(Beginning of EXTRACTED RECORDS)
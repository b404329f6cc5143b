use serde::Serialize;

use calyx_core::config::ZeroInstancePolicy;
use calyx_rfc::rfc::ical::core::RecurrenceId;

use super::RecurrenceContext;
use crate::caldav::model::{
    EffectiveOccurrence, MasterEvent, MasterId, OccurrencePeriod, Override, RecurrenceInstance,
};
use crate::caldav::notify::{ChangeKind, ChangeSink, InstanceChange};
use crate::caldav::recurrence::{
    ChangeScope, ExpansionWindow, InvalidOverride, RecurrenceIdForm, Reconciliation, expand,
    incremental_periods, reconcile, resolve, resolve_instance,
};
use crate::caldav::store::RecurrenceStore;
use crate::error::{ServiceError, ServiceResult};

/// Result of an add or update.
#[derive(Debug, Clone, PartialEq, Eq, Serialize)]
pub struct SaveOutcome {
    pub master_id: MasterId,
    pub added: usize,
    pub updated: usize,
    pub removed: usize,
    /// Overrides that were reported instead of applied.
    pub invalid_overrides: Vec<InvalidOverride>,
    /// The event expanded to nothing and was stored as a single event.
    pub demoted: bool,
    /// The occurrence set was derived from the stored instances.
    pub fast_path: bool,
}

impl SaveOutcome {
    fn new(reconciliation: &Reconciliation, demoted: bool, fast_path: bool) -> Self {
        Self {
            master_id: reconciliation.master_id,
            added: reconciliation.to_add.len(),
            updated: reconciliation.to_update.len(),
            removed: reconciliation.to_remove.len(),
            invalid_overrides: reconciliation.invalid_overrides.clone(),
            demoted,
            fast_path,
        }
    }
}

/// Occurrence set chosen for a save.
struct Planned {
    periods: Vec<OccurrencePeriod>,
    form: RecurrenceIdForm,
    demoted: bool,
    fast_path: bool,
}

/// ## Summary
/// Full expansion for a save, applying the zero-instance policy.
///
/// Non-recurring masters materialize no instances.
fn plan_full(ctx: &RecurrenceContext<'_>, master: &mut MasterEvent) -> ServiceResult<Planned> {
    let basis = ctx.basis(master)?;
    let form = basis.recurrence_id_form();
    if !master.is_recurring() {
        return Ok(Planned {
            periods: Vec::new(),
            form,
            demoted: false,
            fast_path: false,
        });
    }

    match expand(master, &basis, ctx.limits, &ctx.save_window()) {
        Ok(expansion) => Ok(Planned {
            periods: expansion.periods,
            form,
            demoted: false,
            fast_path: false,
        }),
        Err(err @ ServiceError::NoInstancesForRecurringEvent { .. }) => {
            demote_or_reject(ctx, master, form, err)
        }
        Err(err) => Err(err),
    }
}

fn demote_or_reject(
    ctx: &RecurrenceContext<'_>,
    master: &mut MasterEvent,
    form: RecurrenceIdForm,
    err: ServiceError,
) -> ServiceResult<Planned> {
    match ctx.zero_instance_policy {
        ZeroInstancePolicy::Reject => Err(err),
        ZeroInstancePolicy::Demote => {
            tracing::warn!(uid = %master.uid, "Demoting recurring event without instances");
            master.demote();
            Ok(Planned {
                periods: Vec::new(),
                form,
                demoted: true,
                fast_path: false,
            })
        }
    }
}

fn emit(sink: &dyn ChangeSink, changes: &[InstanceChange]) {
    for change in changes {
        sink.notify(change);
    }
}

/// ## Summary
/// Stores a new master and materializes its instances.
///
/// ## Side Effects
/// - Inserts the master and its instances into `store`
/// - Notifies `sink` once per added instance
///
/// ## Errors
/// - `ServiceError::Conflict` if the UID is taken
/// - `ServiceError::NoInstancesForRecurringEvent` under the reject policy
/// - parse and timezone failures from expansion
#[tracing::instrument(skip_all, fields(uid = %master.uid, overrides = overrides.len()))]
pub fn add_event(
    store: &mut dyn RecurrenceStore,
    sink: &dyn ChangeSink,
    ctx: &RecurrenceContext<'_>,
    mut master: MasterEvent,
    overrides: Vec<Override>,
) -> ServiceResult<SaveOutcome> {
    if store.master_by_uid(&master.uid).is_some() {
        return Err(ServiceError::Conflict(format!(
            "event {} already exists",
            master.uid
        )));
    }

    let planned = plan_full(ctx, &mut master)?;
    let master_id = store.insert_master(master)?;

    let reconciliation = reconcile(master_id, &planned.periods, planned.form, &[], overrides);
    if let Err(err) = store.apply_reconciliation(&reconciliation) {
        store.delete_master(master_id)?;
        return Err(err);
    }

    emit(sink, &reconciliation.changes());
    tracing::info!(%master_id, added = reconciliation.to_add.len(), "Event added");
    Ok(SaveOutcome::new(&reconciliation, planned.demoted, false))
}

/// ## Summary
/// Replaces a stored master and reconciles its instances.
///
/// The sequence number is bumped. Edits that only add RDATEs or EXDATEs
/// derive the new occurrence set from the stored instances; anything else
/// expands again.
///
/// ## Side Effects
/// - Updates the master and applies instance deltas in `store`
/// - Notifies `sink` once per added, updated and removed instance
///
/// ## Errors
/// - `ServiceError::NotFound` for an unknown master
/// - `ServiceError::Conflict` if the UID differs from the stored one
/// - `ServiceError::NoInstancesForRecurringEvent` under the reject policy,
///   leaving the store untouched
#[tracing::instrument(skip_all, fields(%master_id, overrides = overrides.len()))]
pub fn update_event(
    store: &mut dyn RecurrenceStore,
    sink: &dyn ChangeSink,
    ctx: &RecurrenceContext<'_>,
    master_id: MasterId,
    mut master: MasterEvent,
    overrides: Vec<Override>,
) -> ServiceResult<SaveOutcome> {
    let old = store
        .master(master_id)
        .cloned()
        .ok_or_else(|| ServiceError::NotFound(format!("master {master_id}")))?;
    if old.uid != master.uid {
        return Err(ServiceError::Conflict(format!(
            "event {} cannot change its UID to {}",
            old.uid, master.uid
        )));
    }
    master.sequence = old.sequence.saturating_add(1);

    let existing = store.instances(master_id);
    let scope = ChangeScope::classify(&old, &master);
    tracing::debug!(?scope, "Classified edit");

    let planned = match scope {
        ChangeScope::Unchanged => Planned {
            periods: existing.iter().map(RecurrenceInstance::period).collect(),
            form: ctx.basis(&master)?.recurrence_id_form(),
            demoted: false,
            fast_path: true,
        },
        ChangeScope::DatesOnly { added_rdates, .. } => {
            let basis = ctx.basis(&master)?;
            let form = basis.recurrence_id_form();
            match incremental_periods(
                &master,
                &basis,
                ctx.limits,
                &ctx.save_window(),
                &existing,
                &added_rdates,
            ) {
                Ok(Some(periods)) => Planned {
                    periods,
                    form,
                    demoted: false,
                    fast_path: true,
                },
                Ok(None) => plan_full(ctx, &mut master)?,
                Err(err @ ServiceError::NoInstancesForRecurringEvent { .. }) => {
                    demote_or_reject(ctx, &mut master, form, err)?
                }
                Err(err) => return Err(err),
            }
        }
        ChangeScope::Full => plan_full(ctx, &mut master)?,
    };
    tracing::debug!(fast_path = planned.fast_path, "Chose reconciliation path");

    let reconciliation = reconcile(master_id, &planned.periods, planned.form, &existing, overrides);
    store.apply_reconciliation(&reconciliation)?;
    store.update_master(master_id, master)?;

    emit(sink, &reconciliation.changes());
    tracing::info!(
        added = reconciliation.to_add.len(),
        updated = reconciliation.to_update.len(),
        removed = reconciliation.to_remove.len(),
        "Event updated"
    );
    Ok(SaveOutcome::new(
        &reconciliation,
        planned.demoted,
        planned.fast_path,
    ))
}

/// ## Summary
/// Deletes a master with all of its instances and overrides.
///
/// ## Side Effects
/// Notifies `sink` once per removed instance.
///
/// ## Errors
/// `ServiceError::NotFound` for an unknown master.
#[tracing::instrument(skip(store, sink))]
pub fn remove_event(
    store: &mut dyn RecurrenceStore,
    sink: &dyn ChangeSink,
    master_id: MasterId,
) -> ServiceResult<MasterEvent> {
    let instances = store.instances(master_id);
    let master = store.delete_master(master_id)?;

    for instance in instances {
        sink.notify(&InstanceChange {
            kind: ChangeKind::Removed,
            master_id,
            recurrence_id: instance.recurrence_id,
        });
    }
    tracing::info!(uid = %master.uid, "Event removed");
    Ok(master)
}

/// ## Summary
/// Effective occurrences of a master within `window`, stored overrides applied.
///
/// Occurrences are computed afresh, so the result does not depend on how many
/// instances are materialized.
///
/// ## Errors
/// `ServiceError::NotFound` for an unknown master, plus expansion failures.
#[tracing::instrument(skip(store, ctx))]
pub fn get_recurrences(
    store: &dyn RecurrenceStore,
    ctx: &RecurrenceContext<'_>,
    master_id: MasterId,
    window: &ExpansionWindow,
) -> ServiceResult<Vec<EffectiveOccurrence>> {
    let master = store
        .master(master_id)
        .ok_or_else(|| ServiceError::NotFound(format!("master {master_id}")))?;
    let basis = ctx.basis(master)?;
    let expansion = expand(master, &basis, ctx.limits, window)?;

    Ok(expansion
        .keyed()
        .map(|(recurrence_id, period)| {
            let stored = store
                .instance(master_id, &recurrence_id)
                .and_then(|instance| instance.overrides.as_ref());
            resolve(master_id, master, &recurrence_id, period, stored)
        })
        .collect())
}

/// ## Summary
/// One effective occurrence by recurrence-id.
///
/// A non-recurring master answers for its own start.
///
/// ## Errors
/// `ServiceError::NotFound` if no such master or occurrence exists.
#[tracing::instrument(skip(store, ctx))]
pub fn get_occurrence(
    store: &dyn RecurrenceStore,
    ctx: &RecurrenceContext<'_>,
    master_id: MasterId,
    recurrence_id: &RecurrenceId,
) -> ServiceResult<EffectiveOccurrence> {
    let master = store
        .master(master_id)
        .ok_or_else(|| ServiceError::NotFound(format!("master {master_id}")))?;

    if let Some(instance) = store.instance(master_id, recurrence_id) {
        return Ok(resolve_instance(master, instance));
    }

    if !master.is_recurring() {
        let basis = ctx.basis(master)?;
        let start = basis.instant(&master.start)?;
        if basis.recurrence_id_form().key(start) == *recurrence_id {
            let period = OccurrencePeriod::new(start, start + basis.duration(master, start)?);
            return Ok(resolve(master_id, master, recurrence_id, period, None));
        }
    }

    Err(ServiceError::NotFound(format!(
        "occurrence {recurrence_id} of master {master_id}"
    )))
}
(End of EXTRACTED RECORDS)
Could you repeat exactly the lines above from the line with "an unknown master." up to and including the line with "on how many", and only those?

/// `ServiceError::NotFound` for an unknown master.
#[tracing::instrument(skip(store, sink))]
pub fn remove_event(
    store: &mut dyn RecurrenceStore,
    sink: &dyn ChangeSink,
    master_id: MasterId,
) -> ServiceResult<MasterEvent> {
    let instances = store.instances(master_id);
    let master = store.delete_master(master_id)?;

    for instance in instances {
        sink.notify(&InstanceChange {
            kind: ChangeKind::Removed,
            master_id,
            recurrence_id: instance.recurrence_id,
        });
    }
    tracing::info!(uid = %master.uid, "Event removed");
    Ok(master)
}

/// ## Summary
/// Effective occurrences of a master within `window`, stored overrides applied.
///
/// Occurrences are computed afresh, so the result does not depend on how many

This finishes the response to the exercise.